Evans, whose performance in Cinderella at New Theatre in Cardiff won him best panto newcomer at this year’s Pantomime Awards, told The Stage the Welsh had performance in their bones.
It comes shortly after Michael Sheen revealed his inaugural plans for the newly founded Welsh National Theatre.
Evans said: "Wales is the land of song, and performance has been in our hearts for many, many years – with folk dancing and all sorts of things. I do feel like the Welsh people are more connected in many ways to performance through folklore and our history.
"Wales having their resurgence in performing arts is amazing.

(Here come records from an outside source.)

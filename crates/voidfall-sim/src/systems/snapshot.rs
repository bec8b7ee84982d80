//! Snapshot builder — flattens the world + match state into the serializable
//! view the presentation layer consumes each tick.

use hecs::World;

use voidfall_core::components::{DelayedEffect, Projectile};
use voidfall_core::player::Player;
use voidfall_core::state::{EffectView, MatchSnapshot, PlayerView, ProjectileView};
use voidfall_core::types::{Position, SimTime, Velocity};

use crate::terrain::Terrain;
use crate::turn::TurnState;

pub fn build(
    world: &World,
    time: &SimTime,
    players: &[Player],
    turn: &TurnState,
    terrain: &dyn Terrain,
    events: Vec<voidfall_core::events::GameEvent>,
) -> MatchSnapshot {
    let players_view = players
        .iter()
        .map(|p| PlayerView {
            name: p.name.clone(),
            position: p.position,
            health: p.health,
            alive: p.alive,
            weapon: p.weapon,
            rerolls_remaining: p.rerolls_remaining,
            controller: p.controller,
        })
        .collect();

    let mut projectiles: Vec<ProjectileView> = world
        .query::<(&Projectile, &Position, &Velocity)>()
        .iter()
        .map(|(_entity, (projectile, position, velocity))| ProjectileView {
            kind: projectile.kind,
            owner: projectile.owner,
            position: *position,
            velocity: *velocity,
        })
        .collect();
    // Stable order for deterministic serialization.
    projectiles.sort_by(|a, b| {
        a.position
            .x
            .total_cmp(&b.position.x)
            .then(a.position.y.total_cmp(&b.position.y))
    });

    let mut effects: Vec<EffectView> = world
        .query::<&DelayedEffect>()
        .iter()
        .map(|(_entity, effect)| EffectView {
            kind: effect.kind,
            phase: effect.phase,
            position: effect.position,
            phase_remaining_secs: effect.phase_remaining_secs,
        })
        .collect();
    effects.sort_by(|a, b| a.position.x.total_cmp(&b.position.x));

    MatchSnapshot {
        time: *time,
        phase: turn.phase,
        current_player: turn.current_player,
        turn_count: turn.turn_count,
        round: turn.round(players.len()),
        players: players_view,
        projectiles,
        effects,
        lottery: turn.lottery_view(),
        aim: turn.aim_view(),
        outcome: turn.outcome,
        void_height: terrain.void_height(),
        events,
    }
}
//! Deterministic AI card selection.

use voidfall_core::state::Card;

/// Pick the best card: rarity rank first, declared damage breaks ties,
/// the earliest slot wins remaining ties. No randomness — identical input
/// cards always produce the same pick.
pub fn ai_select(cards: &[Card]) -> usize {
    let mut best = 0;
    for (i, card) in cards.iter().enumerate().skip(1) {
        let current = &cards[best];
        let better = card.rarity > current.rarity
            || (card.rarity == current.rarity && card.damage_display > current.damage_display);
        if better {
            best = i;
        }
    }
    best
}
//! Agent lookup and persona handling.
//!
//! Agents are data: a persona, a model and an optional budget. They all run
//! through the same execution loop, so this module only provides the
//! [`AgentRegistry`] for lookups and the [`Persona`] tag parser.

pub mod persona;
pub mod registry;

pub use persona::Persona;
pub use registry::AgentRegistry;
//! Engine error types.
//!
//! Errors come in two tiers. `EngineError` aborts a whole process run before
//! or while it is scheduled. `FailureCause` explains why a single step ended
//! `failed`; it is recorded in the run state and never aborts the process on
//! its own (the failure policy decides what happens next).

use crate::state::store::StateError;
use std::time::Duration;
use thiserror::Error;

/// Process-level errors.
#[derive(Error, Debug)]
pub enum EngineError {
    /// The step dependency graph contains a cycle.
    #[error("dependency cycle detected: {}", .steps.join(" -> "))]
    DependencyCycle { steps: Vec<String> },

    /// A step depends on a step id that does not exist.
    #[error("step '{step_id}' depends on unknown step '{reference}'")]
    UnknownReference { step_id: String, reference: String },

    /// Two steps share the same id.
    #[error("duplicate step id '{0}'")]
    DuplicateStep(String),

    /// The run state could not be read or written.
    #[error(transparent)]
    State(#[from] StateError),

    /// The run was cancelled; in-flight steps were returned to pending.
    #[error("process run was cancelled")]
    Cancelled,
}

/// Why a step ended `failed`.
#[derive(Error, Debug, Clone, PartialEq)]
pub enum FailureCause {
    /// A build, test, lint or custom check failed on the final attempt.
    #[error("validation failed: {0}")]
    ValidationFailure(String),

    /// A tool action failed and the evaluator did not accept the result.
    #[error("tool failure: {0}")]
    ToolFailure(String),

    /// The agent's budget is exhausted and `stop_on_limit` is set.
    #[error("budget exceeded for agent '{agent_id}': {detail}")]
    BudgetExceeded { agent_id: String, detail: String },

    /// The attempt ran past its wall-clock deadline.
    #[error("step timed out after {}s", .0.as_secs())]
    Timeout(Duration),

    /// The step references an agent the process does not define.
    #[error("agent '{0}' not found")]
    AgentNotFound(String),

    /// The LLM could not be reached, or kept failing.
    #[error("llm request failed: {0}")]
    Llm(String),

    /// The validation tooling itself could not run.
    #[error("validation tooling unavailable: {0}")]
    ValidationUnavailable(String),

    /// The evaluator rejected the last allowed attempt.
    #[error("rejected after {attempts} attempt(s): {feedback}")]
    Rejected { attempts: u32, feedback: String },
}
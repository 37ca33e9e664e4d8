//! `ledit`: run LLM agents over a project, one process step at a time.
//!
//! ```bash
//! ledit init                       # write .ledit/ with example processes
//! ledit process example            # run .ledit/processes/example.json
//! ledit process "Add a README"     # one agent, one step
//! ledit agent "How is config loaded?"
//! ledit status
//! ```
//!
//! Set `RUST_LOG=ledit_core=debug` for verbose logs on stderr.

mod args;
mod commands;
mod logging;
mod output;

use args::{Cli, Commands};
use clap::Parser;
use color_eyre::eyre::WrapErr;
use commands::Project;

#[tokio::main]
async fn main() -> color_eyre::Result<()> {
    color_eyre::install()?;
    let cli = Cli::parse();
    let root = std::env::current_dir().wrap_err("cannot determine the working directory")?;

    match cli.command {
        Commands::Init { force, minimal } => {
            logging::init("info");
            commands::init(&root, force, minimal).await
        }
        Commands::Process {
            target,
            model,
            skip_prompt,
            fresh,
        } => {
            // Logging starts once the process, and its log level, is known.
            let project = Project::load(root).await?;
            commands::run_process(&project, &target, model.as_deref(), skip_prompt, fresh).await
        }
        Commands::Agent {
            prompt,
            model,
            skip_prompt,
        } => {
            let project = load_project(root).await?;
            commands::run_agent(&project, &prompt, model.as_deref(), skip_prompt).await
        }
        Commands::Status { json } => {
            let project = load_project(root).await?;
            commands::show_status(&project, json)
        }
    }
}

async fn load_project(root: std::path::PathBuf) -> color_eyre::Result<Project> {
    let project = Project::load(root).await?;
    logging::init(&project.config.engine.log_level);
    Ok(project)
}
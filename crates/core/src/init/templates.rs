//! Embedded template files for `.ledit/` initialization.
//!
//! The crate's `templates/` directory is embedded at compile time, so the
//! CLI can generate a project layout without any files on disk. With the
//! `debug-embed` feature the files are still read from the binary in debug
//! builds, keeping tests independent of the working directory.

use rust_embed::RustEmbed;

#[derive(RustEmbed)]
#[folder = "$CARGO_MANIFEST_DIR/templates"]
pub struct TemplateAssets;

/// Get template file content by path.
///
/// # Arguments
/// * `path` - Relative path from templates root (e.g., "config.toml", "processes/example.json")
///
/// # Example
/// ```
/// use ledit_core::init::templates::get_template;
///
/// let config = get_template("config.toml").expect("config.toml should exist");
/// assert!(config.contains("state_dir ="));
/// ```
pub fn get_template(path: &str) -> Option<String> {
    TemplateAssets::get(path).map(|file| String::from_utf8_lossy(file.data.as_ref()).to_string())
}

/// List all template files under a directory prefix, sorted.
///
/// # Example
/// ```
/// use ledit_core::init::templates::list_templates;
///
/// let processes = list_templates("processes/");
/// assert!(processes.contains(&"processes/example.json".to_string()));
/// ```
pub fn list_templates(prefix: &str) -> Vec<String> {
    let mut paths: Vec<String> = TemplateAssets::iter()
        .filter(|path| path.starts_with(prefix))
        .map(|path| path.to_string())
        .collect();
    paths.sort();
    paths
}
//! A temp-dir backed test environment with mock collaborators.

#![allow(dead_code)]

use ledit_core::agent_loop::Collaborators;
use ledit_core::llm::MockLlmClient;
use ledit_core::scheduler::StepScheduler;
use ledit_core::state::StateStore;
use ledit_core::tools::MockToolExecutor;
use ledit_core::validation::MockValidationRunner;
use ledit_core::workspace::EmptyContext;
use ledit_protocol::{Event, RunState};
use std::sync::Arc;
use tempfile::TempDir;
use tokio::sync::mpsc;

pub struct TestEnv {
    pub dir: TempDir,
    pub llm: Arc<MockLlmClient>,
    pub tools: Arc<MockToolExecutor>,
    pub validator: Arc<MockValidationRunner>,
}

impl TestEnv {
    pub fn new() -> Self {
        Self::with(MockLlmClient::new(), MockValidationRunner::passing())
    }

    pub fn with(llm: MockLlmClient, validator: MockValidationRunner) -> Self {
        Self {
            dir: TempDir::new().expect("create temp dir"),
            llm: Arc::new(llm),
            tools: Arc::new(MockToolExecutor::new()),
            validator: Arc::new(validator),
        }
    }

    /// Swap in a fresh LLM client, keeping the state directory.
    pub fn replace_llm(&mut self, llm: MockLlmClient) {
        self.llm = Arc::new(llm);
    }

    pub fn collaborators(&self) -> Collaborators {
        Collaborators {
            llm: self.llm.clone(),
            tools: self.tools.clone(),
            validator: self.validator.clone(),
            workspace: Arc::new(EmptyContext),
        }
    }

    pub fn store(&self) -> StateStore {
        StateStore::new(self.dir.path().join(".ledit"))
    }

    pub fn scheduler(&self) -> StepScheduler {
        StepScheduler::new(self.collaborators(), self.store())
    }

    /// A scheduler with an event channel large enough to never block a run.
    pub fn scheduler_with_events(&self) -> (StepScheduler, mpsc::Receiver<Event>) {
        let (tx, rx) = mpsc::channel(1024);
        (self.scheduler().with_events(tx), rx)
    }

    /// The run state as persisted on disk.
    pub fn saved_state(&self) -> RunState {
        self.store()
            .load()
            .expect("read state")
            .expect("state file exists")
    }

    pub fn llm_calls(&self) -> usize {
        self.llm.calls().len()
    }
}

But not just Cardiff – people have their eyes on Cardiff, but I’m from a mining town in west Wales and we have a miner’s theatre there which is putting on some greater stuff in Ammanford."
Evans encouraged audiences to investigate the theatre scene everywhere from "Aberystwyth and Bangor" to "Caernarfon and Mold".
Discussing his experience of starring in a pantomime, Evans, who presents for BBC Radio 2 as well as appearing on television in The One Show, claimed the quality of the art form was now "up there with West End performances".
"When I was on that stage in the New Theatre, just looking out, I thought: ’Wow, this is the closest so many people get to a West End performance.’ The quality of panto now is up there with West End performances, with the choreography, the musical direction, the props, the staging."
Evans added: "Panto changed my life. I’d love to return to it."